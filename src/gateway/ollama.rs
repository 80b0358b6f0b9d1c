// Copyright 2026 Layne Penney
// SPDX-License-Identifier: AGPL-3.0-or-later

//! Ollama backend and the manager that keeps Ollama models in the gateway.
//!
//! Every [`OllamaModel`] created by one [`OllamaModelsManager`] shares the
//! manager's host setting, so changing the host takes effect on the next call
//! without re-registering anything.

use async_trait::async_trait;
use reqwest::Client;
use serde::{Deserialize, Serialize};
use std::collections::HashMap;
use std::sync::{Arc, RwLock};
use tokio::sync::Mutex;
use tracing::{debug, info, warn};

#[cfg(feature = "telemetry")]
use crate::telemetry::GLOBAL_METRICS;

use crate::error::ProviderError;
use crate::types::{
    LanguageModel, Message, ModelInfo, ModelResponse, StopReason, StreamCallback, StreamEvent,
    TokenUsage,
};

use super::{LanguageModelGateway, LineBuffer};

/// Default Ollama host.
pub const DEFAULT_OLLAMA_HOST: &str = "http://localhost:11434";

type SharedHost = Arc<RwLock<Option<String>>>;

/// Describes one Ollama model to expose through the gateway.
#[derive(Debug, Clone, PartialEq, Eq, Serialize, Deserialize)]
pub struct OllamaModelDescription {
    /// Identifier shown to users and used for purpose mapping.
    pub id: String,
    /// Name of the model inside Ollama, e.g. `llama3.1:8b`.
    pub model: String,
}

impl OllamaModelDescription {
    pub fn new(id: impl Into<String>, model: impl Into<String>) -> Self {
        Self {
            id: id.into(),
            model: model.into(),
        }
    }
}

fn read_host(host: &SharedHost) -> Option<String> {
    host.read().unwrap_or_else(|e| e.into_inner()).clone()
}

/// A model served by a local Ollama instance via `/api/chat`.
pub struct OllamaModel {
    client: Client,
    host: SharedHost,
    model: RwLock<String>,
}

impl OllamaModel {
    fn new(client: Client, host: SharedHost, model: impl Into<String>) -> Self {
        Self {
            client,
            host,
            model: RwLock::new(model.into()),
        }
    }

    /// Change the Ollama model name this entry talks to.
    pub fn set_model(&self, model: &str) {
        *self.model.write().unwrap_or_else(|e| e.into_inner()) = model.to_string();
    }

    fn current_model(&self) -> String {
        self.model.read().unwrap_or_else(|e| e.into_inner()).clone()
    }

    fn endpoint(&self) -> Result<String, ProviderError> {
        let host = read_host(&self.host)
            .ok_or_else(|| ProviderError::NotConfigured("Ollama host is not set".to_string()))?;
        Ok(format!("{}/api/chat", host.trim_end_matches('/')))
    }

    fn build_request(
        &self,
        messages: &[Message],
        system_prompt: Option<&str>,
        stream: bool,
    ) -> OllamaChatRequest {
        let mut api_messages = Vec::with_capacity(messages.len() + 1);
        if let Some(system) = system_prompt {
            api_messages.push(OllamaMessage {
                role: "system".to_string(),
                content: system.to_string(),
            });
        }
        api_messages.extend(messages.iter().map(|m| OllamaMessage {
            role: m.role.as_str().to_string(),
            content: m.content.clone(),
        }));

        OllamaChatRequest {
            model: self.current_model(),
            messages: api_messages,
            stream,
        }
    }

    async fn post(&self, body: &OllamaChatRequest) -> Result<reqwest::Response, ProviderError> {
        let url = self.endpoint()?;
        let response = self
            .client
            .post(url)
            .json(body)
            .send()
            .await
            .map_err(|e| ProviderError::NetworkError(format!("Failed to connect to Ollama: {}", e)))?;

        let status = response.status();
        if !status.is_success() {
            let body = response.text().await.unwrap_or_default();
            return Err(if status.as_u16() == 404 {
                ProviderError::ModelNotFound(body)
            } else {
                ProviderError::api(body, status.as_u16())
            });
        }
        Ok(response)
    }
}

/// Apply one NDJSON line. Returns true once the final chunk is seen.
fn apply_chunk(
    line: &str,
    text: &mut String,
    usage: &mut Option<TokenUsage>,
    on_event: &StreamCallback,
) -> Result<bool, ProviderError> {
    let mut chunk: OllamaChatChunk = serde_json::from_str(line)
        .map_err(|e| ProviderError::StreamError(format!("Malformed Ollama chunk: {}", e)))?;
    if let Some(error) = chunk.error.take() {
        return Err(ProviderError::StreamError(error));
    }
    if chunk.done {
        *usage = chunk.token_usage();
    }
    if let Some(message) = chunk.message.take() {
        if !message.content.is_empty() {
            text.push_str(&message.content);
            on_event(StreamEvent::TextDelta(message.content));
        }
    }
    Ok(chunk.done)
}

fn apply_stream_line(
    line: &str,
    text: &mut String,
    usage: &mut Option<TokenUsage>,
    on_event: &StreamCallback,
) -> Result<bool, ProviderError> {
    apply_chunk(line, text, usage, on_event).inspect_err(|e| {
        warn!(error = %e, "Ollama stream failed");
        on_event(StreamEvent::Error(e.to_string()));
    })
}

#[async_trait]
impl LanguageModel for OllamaModel {
    async fn chat(
        &self,
        messages: &[Message],
        system_prompt: Option<&str>,
    ) -> Result<ModelResponse, ProviderError> {
        let request = self.build_request(messages, system_prompt, false);
        let response = self.post(&request).await?;
        let chunk: OllamaChatChunk = response
            .json()
            .await
            .map_err(|e| ProviderError::ParseError(e.to_string()))?;

        let usage = chunk.token_usage();
        #[cfg(feature = "telemetry")]
        if let Some(ref u) = usage {
            GLOBAL_METRICS.record_tokens(u.input_tokens as u64, u.output_tokens as u64);
        }

        Ok(ModelResponse {
            content: chunk.message.map(|m| m.content).unwrap_or_default(),
            stop_reason: StopReason::EndTurn,
            usage,
        })
    }

    async fn stream_chat(
        &self,
        messages: &[Message],
        system_prompt: Option<&str>,
        on_event: StreamCallback,
    ) -> Result<ModelResponse, ProviderError> {
        let request = self.build_request(messages, system_prompt, true);
        let mut response = self.post(&request).await?;

        let mut text = String::new();
        let mut usage = None;
        let mut buffer = LineBuffer::default();
        let mut done = false;

        while !done {
            let chunk = match response.chunk().await {
                Ok(Some(chunk)) => chunk,
                Ok(None) => break,
                Err(e) => {
                    on_event(StreamEvent::Error(e.to_string()));
                    return Err(ProviderError::StreamError(e.to_string()));
                }
            };
            buffer.push(&chunk);

            while let Some(line) = buffer.next_line() {
                let line = line.trim();
                if line.is_empty() {
                    continue;
                }
                if apply_stream_line(line, &mut text, &mut usage, &on_event)? {
                    done = true;
                    break;
                }
            }
        }
        if !done {
            if let Some(rest) = buffer.finish() {
                if !rest.trim().is_empty() {
                    apply_stream_line(rest.trim(), &mut text, &mut usage, &on_event)?;
                }
            }
        }

        if let Some(ref u) = usage {
            on_event(StreamEvent::Usage(u.clone()));
            #[cfg(feature = "telemetry")]
            GLOBAL_METRICS.record_tokens(u.input_tokens as u64, u.output_tokens as u64);
        }
        on_event(StreamEvent::Done(StopReason::EndTurn));

        Ok(ModelResponse {
            content: text,
            stop_reason: StopReason::EndTurn,
            usage,
        })
    }

    fn name(&self) -> &str {
        "Ollama"
    }

    fn model(&self) -> String {
        self.current_model()
    }
}

/// Keeps a set of Ollama models registered in a gateway.
pub struct OllamaModelsManager {
    gateway: Arc<LanguageModelGateway>,
    client: Client,
    host: SharedHost,
    models: Mutex<HashMap<String, Arc<OllamaModel>>>,
}

impl OllamaModelsManager {
    /// Create a manager registering into `gateway`.
    pub fn new(gateway: Arc<LanguageModelGateway>, host: Option<String>) -> Self {
        Self {
            gateway,
            client: Client::new(),
            host: Arc::new(RwLock::new(host)),
            models: Mutex::new(HashMap::new()),
        }
    }

    /// The current host, if any.
    pub fn host(&self) -> Option<String> {
        read_host(&self.host)
    }

    /// Change the host for every managed model.
    pub fn set_host(&self, host: Option<String>) {
        info!(host = ?host, "Ollama host changed");
        *self.host.write().unwrap_or_else(|e| e.into_inner()) = host;
    }

    /// Register new models, or point existing ids at a new Ollama model name.
    pub async fn create_or_update_language_models(&self, descriptions: &[OllamaModelDescription]) {
        let mut models = self.models.lock().await;
        for description in descriptions {
            if let Some(existing) = models.get(&description.id) {
                debug!(id = %description.id, model = %description.model, "Updating Ollama model");
                existing.set_model(&description.model);
                continue;
            }

            debug!(id = %description.id, model = %description.model, "Registering Ollama model");
            let model = Arc::new(OllamaModel::new(
                self.client.clone(),
                self.host.clone(),
                description.model.clone(),
            ));
            self.gateway
                .register_model(description.id.clone(), model.clone())
                .await;
            models.insert(description.id.clone(), model);
        }
    }

    /// Remove models from the gateway. Unknown ids are ignored.
    pub async fn remove_language_models(&self, ids: &[String]) {
        let mut models = self.models.lock().await;
        for id in ids {
            if models.remove(id).is_some() {
                self.gateway.remove_model(id).await;
            } else {
                warn!(id = %id, "Tried to remove an unmanaged Ollama model");
            }
        }
    }

    /// Ids currently managed.
    pub async fn model_ids(&self) -> Vec<String> {
        let mut ids: Vec<String> = self.models.lock().await.keys().cloned().collect();
        ids.sort();
        ids
    }

    /// Models pulled into the local Ollama instance.
    pub async fn list_local_models(&self) -> Result<Vec<ModelInfo>, ProviderError> {
        let host = self
            .host()
            .ok_or_else(|| ProviderError::NotConfigured("Ollama host is not set".to_string()))?;
        let url = format!("{}/api/tags", host.trim_end_matches('/'));

        let response = self
            .client
            .get(url)
            .send()
            .await
            .map_err(|e| ProviderError::NetworkError(format!("Failed to connect to Ollama: {}", e)))?;
        if !response.status().is_success() {
            let status = response.status().as_u16();
            let body = response.text().await.unwrap_or_default();
            return Err(ProviderError::api(body, status));
        }

        let tags: TagsResponse = response
            .json()
            .await
            .map_err(|e| ProviderError::ParseError(e.to_string()))?;

        Ok(tags
            .models
            .into_iter()
            .map(|m| ModelInfo {
                id: m.name,
                provider: "Ollama".to_string(),
                size_bytes: m.size,
            })
            .collect())
    }
}

// ============================================================================
// API Types
// ============================================================================

#[derive(Debug, Serialize)]
struct OllamaChatRequest {
    model: String,
    messages: Vec<OllamaMessage>,
    stream: bool,
}

#[derive(Debug, Serialize, Deserialize)]
struct OllamaMessage {
    role: String,
    #[serde(default)]
    content: String,
}

#[derive(Debug, Deserialize)]
struct OllamaChatChunk {
    #[serde(default)]
    message: Option<OllamaMessage>,
    #[serde(default)]
    done: bool,
    #[serde(default)]
    prompt_eval_count: Option<u32>,
    #[serde(default)]
    eval_count: Option<u32>,
    #[serde(default)]
    error: Option<String>,
}

impl OllamaChatChunk {
    fn token_usage(&self) -> Option<TokenUsage> {
        match (self.prompt_eval_count, self.eval_count) {
            (None, None) => None,
            (input, output) => Some(TokenUsage {
                input_tokens: input.unwrap_or(0),
                output_tokens: output.unwrap_or(0),
            }),
        }
    }
}

#[derive(Debug, Deserialize)]
struct TagsResponse {
    #[serde(default)]
    models: Vec<TagModel>,
}

#[derive(Debug, Deserialize)]
struct TagModel {
    name: String,
    #[serde(default)]
    size: Option<u64>,
}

- - - -

■ BRIEF: Each line in the listing above from the one containing "self.gateway.remove_model(id).await;" through the one containing "pub async fn list_local_models(&self)" should be repeated exactly, and no other line.

■ WRITTEN SOLUTION:
                self.gateway.remove_model(id).await;
            } else {
                warn!(id = %id, "Tried to remove an unmanaged Ollama model");
            }
        }
    }

    /// Ids currently managed.
    pub async fn model_ids(&self) -> Vec<String> {
        let mut ids: Vec<String> = self.models.lock().await.keys().cloned().collect();
        ids.sort();
        ids
    }

    /// Models pulled into the local Ollama instance.
    pub async fn list_local_models(&self) -> Result<Vec<ModelInfo>, ProviderError> {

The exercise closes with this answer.